** Opening INPUT RECORDS block **

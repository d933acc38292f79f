use std::collections::{HashMap, HashSet};
use std::path::{Path, PathBuf};
use std::sync::Arc;

use image::ImageReader;
use pixels::{Error, Pixels, SurfaceTexture};
use tracing::warn;
use winit::window::Window;

use crate::app::layout::{SceneLayout, TextLine, Viewport};
use crate::asset_refs::resolve_asset_path;

use super::canvas::{
    clear, cross_rect, draw_image_into, draw_text, fill_rect, outline_rect, LoadedImage,
};

const CLEAR_COLOR: [u8; 4] = [18, 20, 27, 255];
const TITLE_COLOR: [u8; 4] = [240, 226, 190, 255];
const BODY_COLOR: [u8; 4] = [214, 218, 226, 255];
const PLACEHOLDER_FILL_COLOR: [u8; 4] = [32, 35, 45, 255];
const PLACEHOLDER_LINE_COLOR: [u8; 4] = [70, 76, 94, 255];
const BUTTON_COLOR: [u8; 4] = [38, 44, 60, 255];
const BUTTON_HOVER_COLOR: [u8; 4] = [58, 70, 98, 255];
const BUTTON_BORDER_COLOR: [u8; 4] = [96, 110, 140, 255];
const BUTTON_LABEL_COLOR: [u8; 4] = [236, 238, 244, 255];

pub(crate) struct Renderer {
    window: Arc<Window>,
    pixels: Pixels<'static>,
    viewport: Viewport,
    asset_root: PathBuf,
    image_cache: HashMap<String, Option<LoadedImage>>,
    warned_image_refs: HashSet<String>,
}

impl Renderer {
    pub(crate) fn new(window: Arc<Window>, asset_root: PathBuf) -> Result<Self, Error> {
        let size = window.inner_size();
        let pixels = Self::build_pixels(Arc::clone(&window), size.width, size.height)?;
        Ok(Self {
            window,
            pixels,
            viewport: Viewport {
                width: size.width,
                height: size.height,
            },
            asset_root,
            image_cache: HashMap::new(),
            warned_image_refs: HashSet::new(),
        })
    }

    pub(crate) fn resize(&mut self, width: u32, height: u32) -> Result<(), Error> {
        if width == 0 || height == 0 {
            return Ok(());
        }
        self.pixels = Self::build_pixels(Arc::clone(&self.window), width, height)?;
        self.viewport = Viewport { width, height };
        Ok(())
    }

    fn build_pixels(
        window: Arc<Window>,
        width: u32,
        height: u32,
    ) -> Result<Pixels<'static>, Error> {
        let surface = SurfaceTexture::new(width, height, window);
        Pixels::new(width, height, surface)
    }

    pub(crate) fn viewport(&self) -> Viewport {
        self.viewport
    }

    /// Native size of the scene image, or `None` when it cannot be loaded.
    pub(crate) fn image_size(&mut self, reference: &str) -> Option<(u32, u32)> {
        resolve_cached_image(
            &mut self.image_cache,
            &mut self.warned_image_refs,
            &self.asset_root,
            reference,
        )
        .map(|image| (image.width, image.height))
    }

    pub(crate) fn render_scene(
        &mut self,
        layout: &SceneLayout,
        image_ref: &str,
        hovered: Option<usize>,
    ) -> Result<(), Error> {
        let width = self.viewport.width;
        let height = self.viewport.height;
        let image = resolve_cached_image(
            &mut self.image_cache,
            &mut self.warned_image_refs,
            &self.asset_root,
            image_ref,
        );
        let frame = self.pixels.frame_mut();
        clear(frame, CLEAR_COLOR);

        for line in &layout.title {
            draw_line(frame, width, height, line, TITLE_COLOR);
        }

        match image {
            Some(image) => draw_image_into(frame, width, height, layout.image, image),
            None => {
                fill_rect(frame, width, height, layout.image, PLACEHOLDER_FILL_COLOR);
                cross_rect(frame, width, height, layout.image, PLACEHOLDER_LINE_COLOR);
                outline_rect(frame, width, height, layout.image, PLACEHOLDER_LINE_COLOR);
            }
        }

        for line in &layout.body {
            draw_line(frame, width, height, line, BODY_COLOR);
        }

        for (index, button) in layout.buttons.iter().enumerate() {
            let fill = if hovered == Some(index) {
                BUTTON_HOVER_COLOR
            } else {
                BUTTON_COLOR
            };
            fill_rect(frame, width, height, button.rect, fill);
            outline_rect(frame, width, height, button.rect, BUTTON_BORDER_COLOR);
            draw_line(frame, width, height, &button.label, BUTTON_LABEL_COLOR);
        }

        self.pixels.render()
    }
}

fn draw_line(frame: &mut [u8], width: u32, height: u32, line: &TextLine, color: [u8; 4]) {
    draw_text(
        frame, width, height, line.x, line.y, &line.text, line.scale, color,
    );
}

fn resolve_cached_image<'a>(
    cache: &'a mut HashMap<String, Option<LoadedImage>>,
    warned_refs: &mut HashSet<String>,
    asset_root: &Path,
    reference: &str,
) -> Option<&'a LoadedImage> {
    if !cache.contains_key(reference) {
        let loaded = match resolve_asset_path(asset_root, reference) {
            Ok(path) => match load_image_rgba(&path) {
                Ok(image) => Some(image),
                Err(reason) => {
                    warn_image_load_once(warned_refs, reference, Some(&path), &reason);
                    None
                }
            },
            Err(error) => {
                let reason = format!("invalid_ref:{error}");
                warn_image_load_once(warned_refs, reference, None, &reason);
                None
            }
        };
        cache.insert(reference.to_string(), loaded);
    }
    cache.get(reference).and_then(Option::as_ref)
}

fn load_image_rgba(path: &Path) -> Result<LoadedImage, String> {
    let reader = ImageReader::open(path)
        .map_err(|error| format!("file_open_failed:{error}"))?
        .with_guessed_format()
        .map_err(|error| format!("format_probe_failed:{error}"))?;
    let decoded = reader
        .decode()
        .map_err(|error| format!("decode_failed:{error}"))?;
    let image = decoded.to_rgba8();
    Ok(LoadedImage {
        width: image.width(),
        height: image.height(),
        rgba: image.into_raw(),
    })
}

fn warn_image_load_once(
    warned_refs: &mut HashSet<String>,
    reference: &str,
    resolved_path: Option<&Path>,
    reason: &str,
) {
    if !warned_refs.insert(reference.to_string()) {
        return;
    }
    let path_display = resolved_path
        .map(|path| path.display().to_string())
        .unwrap_or_else(|| "<unresolved>".to_string());
    warn!(
        image = reference,
        path = %path_display,
        reason = reason,
        "image_load_failed_using_placeholder"
    );
}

** Closing INPUT RECORDS block **

*WORK ORDER*
Among the lines of the data, which ones contain the word "ImageReader"? Show them.

*THE ANSWER*
use image::ImageReader;
    let reader = ImageReader::open(path)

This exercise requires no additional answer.